Background information
- Origin: Boston, Massachusetts, U.S.
- Genres: Art rock; avant-garde; baroque pop;
- Years active: 2009–present
- Labels: Inside Out; Sony; Cuneiform; Take This to Heart;
- Members: Courtney Swain; Gavin Wallace-Ailsworth; Chris Baum; Vince Welch;
- Past members: Ben Levin; Jessica Kion;
- Website: bentkneemusic.com

= Bent Knee =

American rock band

Bent Knee is an American art rock band formed in Boston, Massachusetts, in 2009. The band performs in multiple genres and draws from multiple influences, including pop, industrial rock, progressive rock and avant-garde. The band is known for unpredictable dynamic contrast and the wide vocal range of its singer, Courtney Swain.

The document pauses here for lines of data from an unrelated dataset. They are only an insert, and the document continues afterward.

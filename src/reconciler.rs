//! Quote reconciliation
//!
//! Turns the locally persisted cart into an authoritative quote and keeps the
//! persisted cart in step as lines are removed. Every failure is absorbed into
//! the returned [`Quote`]; nothing here returns an error to the caller.

use std::{fmt, sync::Arc};

use tracing::{debug, info, warn};

use crate::{
    cart::{CartLine, CartStore},
    client::QuoteService,
    quote::{EMPTY_CART_MESSAGE, QUOTE_FAILED_MESSAGE, Quote},
};

/// Status messages attached to zero-value quotes.
#[derive(Debug, Clone, PartialEq, Eq)]
pub struct QuoteMessages {
    /// Shown when the cart has no lines
    pub empty: String,

    /// Shown when pricing failed
    pub failed: String,
}

impl Default for QuoteMessages {
    fn default() -> Self {
        Self {
            empty: EMPTY_CART_MESSAGE.to_string(),
            failed: QUOTE_FAILED_MESSAGE.to_string(),
        }
    }
}

/// Prices carts against the backend and applies line removals locally.
#[derive(Clone)]
pub struct QuoteReconciler {
    quotes: Arc<dyn QuoteService>,
    cart: Arc<dyn CartStore>,
    messages: QuoteMessages,
}

impl fmt::Debug for QuoteReconciler {
    fn fmt(&self, f: &mut fmt::Formatter<'_>) -> fmt::Result {
        f.debug_struct("QuoteReconciler")
            .field("messages", &self.messages)
            .finish_non_exhaustive()
    }
}

impl QuoteReconciler {
    /// Create a reconciler over the given quote service and cart store.
    pub fn new(quotes: Arc<dyn QuoteService>, cart: Arc<dyn CartStore>) -> Self {
        Self {
            quotes,
            cart,
            messages: QuoteMessages::default(),
        }
    }

    /// Replace the default status messages.
    #[must_use]
    pub fn with_messages(mut self, messages: QuoteMessages) -> Self {
        self.messages = messages;
        self
    }

    /// The persisted cart this reconciler writes to.
    pub fn cart(&self) -> &Arc<dyn CartStore> {
        &self.cart
    }

    /// A zero quote carrying the empty-cart message.
    pub fn empty_quote(&self) -> Quote {
        Quote::empty(self.messages.empty.clone())
    }

    /// Price `cart` against the backend.
    ///
    /// An empty cart yields an empty quote without a network call. A failed
    /// request yields a zero quote carrying the failure message.
    pub async fn load_quote(&self, cart: &[CartLine]) -> Quote {
        if cart.is_empty() {
            debug!("cart is empty; skipping quote request");

            return self.empty_quote();
        }

        match self.quotes.quote(cart).await {
            Ok(server) if server.ordered_items.is_empty() => {
                warn!(lines = cart.len(), "backend priced a non-empty cart with no lines");

                self.empty_quote()
            }
            Ok(server) => match Quote::try_from_server(server) {
                Ok(quote) => {
                    info!(
                        lines = quote.ordered_items().len(),
                        total = %quote.total(),
                        discount = %quote.discount(),
                        "loaded quote"
                    );

                    quote
                }
                Err(error) => {
                    warn!(%error, "backend quote is out of range");

                    Quote::failed(self.messages.failed.clone())
                }
            },
            Err(error) => {
                warn!(%error, "failed to load quote");

                Quote::failed(self.messages.failed.clone())
            }
        }
    }

    /// Read the persisted cart and price it.
    ///
    /// A cart that cannot be read yields a zero quote carrying the failure message.
    pub async fn load_persisted(&self) -> Quote {
        match self.cart.load() {
            Ok(lines) => self.load_quote(&lines).await,
            Err(error) => {
                warn!(%error, "failed to read persisted cart");

                Quote::failed(self.messages.failed.clone())
            }
        }
    }

    /// Remove the line for `product_id` from `quote` and from the persisted cart.
    ///
    /// Totals are re-summed from the prices already held in `quote`; the
    /// backend is not consulted. Removing a product that is not in the quote
    /// returns the quote unchanged and leaves the persisted cart alone. If the
    /// remaining totals are out of range the result is a failed quote.
    pub fn remove_line(&self, quote: &Quote, product_id: &str) -> Quote {
        let Some(reduced) = quote.without_line(product_id, &self.messages.empty) else {
            debug!(product_id, "remove_line: product not in quote");

            return quote.clone();
        };

        if let Err(error) = self.cart.delete_item(product_id) {
            warn!(product_id, %error, "failed to delete line from persisted cart");
        }

        let reduced = reduced.unwrap_or_else(|error| {
            warn!(product_id, %error, "failed to re-total quote after removal");

            Quote::failed(self.messages.failed.clone())
        });

        debug!(
            product_id,
            remaining = reduced.ordered_items().len(),
            total = %reduced.total(),
            "removed line"
        );

        reduced
    }
}

#[cfg(test)]
mod tests {
    use reqwest::StatusCode;
    use rust_decimal::Decimal;
    use testresult::TestResult;

    use crate::{
        cart::{CartError, MemoryCartStore, MockCartStore},
        client::{MockQuoteService, QuoteServiceError},
        quote::{PricedLine, QuoteStatus},
        schema::ServerQuote,
    };

    use super::*;

    fn priced(id: &str, price: i64, last_price: i64, qty: u32) -> PricedLine {
        PricedLine {
            product_id: id.to_string(),
            product_name: id.to_string(),
            price: Decimal::from(price),
            last_price: Decimal::from(last_price),
            qty,
            image: None,
        }
    }

    fn server_quote(lines: Vec<PricedLine>) -> ServerQuote {
        let labeled_total: Decimal = lines.iter().filter_map(PricedLine::labeled_total).sum();
        let total: Decimal = lines.iter().filter_map(PricedLine::total).sum();

        ServerQuote {
            ordered_items: lines,
            total,
            labeled_total,
            discount: labeled_total - total,
            message: String::new(),
        }
    }

    #[tokio::test]
    async fn single_discounted_line_is_priced() -> TestResult {
        let mut quotes = MockQuoteService::new();

        quotes
            .expect_quote()
            .once()
            .withf(|lines| {
                lines.len() == 1
                    && lines
                        .first()
                        .is_some_and(|line| line.product_id == "A" && line.qty == 2)
            })
            .returning(|_| Ok(server_quote(vec![priced("A", 100, 80, 2)])));

        let reconciler =
            QuoteReconciler::new(Arc::new(quotes), Arc::new(MemoryCartStore::default()));

        let quote = reconciler.load_quote(&[CartLine::new("A", 2)?]).await;

        assert_eq!(quote.labeled_total(), Decimal::from(200));
        assert_eq!(quote.total(), Decimal::from(160));
        assert_eq!(quote.discount(), Decimal::from(40));
        assert_eq!(quote.status(), QuoteStatus::Priced);

        Ok(())
    }

    #[tokio::test]
    async fn empty_cart_skips_network() {
        let mut quotes = MockQuoteService::new();

        quotes.expect_quote().never();

        let reconciler =
            QuoteReconciler::new(Arc::new(quotes), Arc::new(MemoryCartStore::default()));

        let quote = reconciler.load_quote(&[]).await;

        assert_eq!(quote.total(), Decimal::ZERO);
        assert_eq!(quote.message(), "Your cart is empty.");
        assert_eq!(quote.status(), QuoteStatus::Empty);
    }

    #[tokio::test]
    async fn service_failure_is_absorbed() -> TestResult {
        let mut quotes = MockQuoteService::new();

        quotes.expect_quote().once().returning(|_| {
            Err(QuoteServiceError::UnexpectedStatus {
                status: StatusCode::BAD_GATEWAY,
                body: String::new(),
            })
        });

        let reconciler =
            QuoteReconciler::new(Arc::new(quotes), Arc::new(MemoryCartStore::default()));

        let quote = reconciler.load_quote(&[CartLine::new("A", 1)?]).await;

        assert_eq!(quote.total(), Decimal::ZERO);
        assert_eq!(quote.status(), QuoteStatus::Failed);
        assert_eq!(quote.message(), QUOTE_FAILED_MESSAGE);

        Ok(())
    }

    #[tokio::test]
    async fn backend_with_no_lines_is_empty() -> TestResult {
        let mut quotes = MockQuoteService::new();

        quotes
            .expect_quote()
            .once()
            .returning(|_| Ok(ServerQuote::default()));

        let reconciler =
            QuoteReconciler::new(Arc::new(quotes), Arc::new(MemoryCartStore::default()));

        let quote = reconciler.load_quote(&[CartLine::new("A", 1)?]).await;

        assert_eq!(quote.status(), QuoteStatus::Empty);
        assert_eq!(quote.message(), EMPTY_CART_MESSAGE);

        Ok(())
    }

    #[tokio::test]
    async fn unreadable_cart_is_a_failed_quote() {
        let mut quotes = MockQuoteService::new();
        let mut cart = MockCartStore::new();

        quotes.expect_quote().never();
        cart.expect_load()
            .once()
            .returning(|| Err(CartError::Poisoned));

        let reconciler = QuoteReconciler::new(Arc::new(quotes), Arc::new(cart));

        let quote = reconciler.load_persisted().await;

        assert_eq!(quote.status(), QuoteStatus::Failed);
    }

    #[test]
    fn remove_line_deletes_from_store_once() {
        let mut quotes = MockQuoteService::new();
        let mut cart = MockCartStore::new();

        quotes.expect_quote().never();
        cart.expect_delete_item()
            .once()
            .withf(|product_id| product_id == "A")
            .returning(|_| Ok(()));

        let reconciler = QuoteReconciler::new(Arc::new(quotes), Arc::new(cart));
        let quote = Quote::from_lines(vec![priced("A", 100, 80, 1), priced("B", 30, 20, 3)], "");

        let reduced = reconciler.remove_line(&quote, "A");
        let again = reconciler.remove_line(&reduced, "A");

        assert_eq!(reduced, again);
        assert_eq!(reduced.labeled_total(), Decimal::from(90));
        assert_eq!(reduced.total(), Decimal::from(60));
        assert_eq!(reduced.discount(), Decimal::from(30));
    }

    #[test]
    fn remove_absent_line_is_identity_without_store_write() {
        let mut cart = MockCartStore::new();

        cart.expect_delete_item().never();

        let reconciler = QuoteReconciler::new(Arc::new(MockQuoteService::new()), Arc::new(cart));
        let quote = Quote::from_lines(vec![priced("A", 100, 80, 1)], "");

        assert_eq!(reconciler.remove_line(&quote, "Z"), quote);
    }

    #[test]
    fn store_failure_still_yields_reduced_quote() {
        let mut cart = MockCartStore::new();

        cart.expect_delete_item()
            .once()
            .returning(|_| Err(CartError::Poisoned));

        let reconciler = QuoteReconciler::new(Arc::new(MockQuoteService::new()), Arc::new(cart));
        let quote = Quote::from_lines(vec![priced("A", 100, 80, 1)], "");

        let reduced = reconciler.remove_line(&quote, "A");

        assert_eq!(reduced, Quote::empty(EMPTY_CART_MESSAGE));
    }

    #[test]
    fn custom_messages_are_used() {
        let reconciler = QuoteReconciler::new(
            Arc::new(MockQuoteService::new()),
            Arc::new(MemoryCartStore::default()),
        )
        .with_messages(QuoteMessages {
            empty: "Nothing here".to_string(),
            failed: "Oops".to_string(),
        });

        let quote = Quote::from_lines(vec![priced("A", 1, 1, 1)], "");

        assert_eq!(reconciler.remove_line(&quote, "A").message(), "Nothing here");
    }

    #[tokio::test]
    async fn malformed_response_is_a_failed_zero_quote() -> TestResult {
        let mut quotes = MockQuoteService::new();

        quotes.expect_quote().once().returning(|_| {
            Err(QuoteServiceError::MalformedResponse(
                <serde_json::Error as serde::de::Error>::custom("expected a JSON object"),
            ))
        });

        let reconciler =
            QuoteReconciler::new(Arc::new(quotes), Arc::new(MemoryCartStore::default()));

        let quote = reconciler.load_quote(&[CartLine::new("A", 1)?]).await;

        assert_eq!(quote.status(), QuoteStatus::Failed);
        assert_eq!(quote.total(), Decimal::ZERO);
        assert_eq!(quote.labeled_total(), Decimal::ZERO);
        assert_eq!(quote.discount(), Decimal::ZERO);
        assert!(quote.is_empty(), "failed quote should carry no lines");

        Ok(())
    }

    #[tokio::test]
    async fn price_out_of_range_is_a_failed_quote() -> TestResult {
        let body = r#"{
            "orderedItems": [
                {"productId": "A", "price": "79228162514264337593543950335", "lastPrice": 1, "qty": 2},
                {"productId": "B", "price": 10, "lastPrice": 10, "qty": 1}
            ],
            "total": 12,
            "labeledTotal": 10
        }"#;
        let server = ServerQuote::parse(body)?;

        let mut quotes = MockQuoteService::new();

        quotes
            .expect_quote()
            .once()
            .returning(move |_| Ok(server.clone()));

        let reconciler =
            QuoteReconciler::new(Arc::new(quotes), Arc::new(MemoryCartStore::default()));

        let quote = reconciler
            .load_quote(&[CartLine::new("A", 2)?, CartLine::new("B", 1)?])
            .await;

        assert_eq!(quote.status(), QuoteStatus::Failed);
        assert_eq!(quote.total(), Decimal::ZERO);

        let reduced = reconciler.remove_line(&quote, "B");

        assert_eq!(reduced, quote);

        Ok(())
    }

    #[tokio::test]
    async fn lines_summing_out_of_range_fail_the_load() -> TestResult {
        let third = Decimal::MAX / Decimal::from(3);
        let big = |id: &str| PricedLine {
            price: third,
            last_price: third,
            ..priced(id, 0, 0, 1)
        };
        let server = ServerQuote {
            ordered_items: vec![big("A"), big("B"), big("C"), big("D"), priced("E", 1, 1, 1)],
            total: Decimal::MAX,
            labeled_total: Decimal::MAX,
            ..ServerQuote::default()
        };

        let mut quotes = MockQuoteService::new();
        let mut cart = MockCartStore::new();

        quotes
            .expect_quote()
            .once()
            .returning(move |_| Ok(server.clone()));
        cart.expect_delete_item().never();

        let reconciler = QuoteReconciler::new(Arc::new(quotes), Arc::new(cart))
            .with_messages(QuoteMessages {
                empty: EMPTY_CART_MESSAGE.to_string(),
                failed: "Prices unavailable".to_string(),
            });

        let quote = reconciler.load_quote(&[CartLine::new("E", 1)?]).await;

        assert_eq!(quote.status(), QuoteStatus::Failed);
        assert_eq!(quote.total(), Decimal::ZERO);
        assert_eq!(quote.message(), "Prices unavailable");
        assert_eq!(reconciler.remove_line(&quote, "E"), quote);

        Ok(())
    }
}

Bent Knee has toured with The Dillinger Escape Plan, Haken, Leprous, Thank You Scientist, and Mike Keneally. In 2016, the band signed to Cuneiform Records for the release of its third album, Say So. In 2017, the band signed a deal with Inside Out Music and released a fourth album, Land Animal.

==History==
Bent Knee was formed at the Berklee College of Music in 2009, when the guitarist Ben Levin and the vocalist Courtney Swain began writing music together. The band's name is a compound of the founders' names ("Ben" + "[Cour]tney").

The band self-released its first LP, Bent Knee, in 2011, and self-released a follow-up, Shiny Eyed Babies, in 2014. In late 2015, the band was signed to Cuneiform Records, an American independent record label, on which Say So was released in 2016. In April 2017, the band was signed by Inside Out Music for the release of a fourth album, Land Animal, which was released June 23, 2017. A fifth album, You Know What They Mean, was released in October 2019 also by Inside Out Music. In November 2021, a sixth album, Frosting, was released by Take This To Heart Records.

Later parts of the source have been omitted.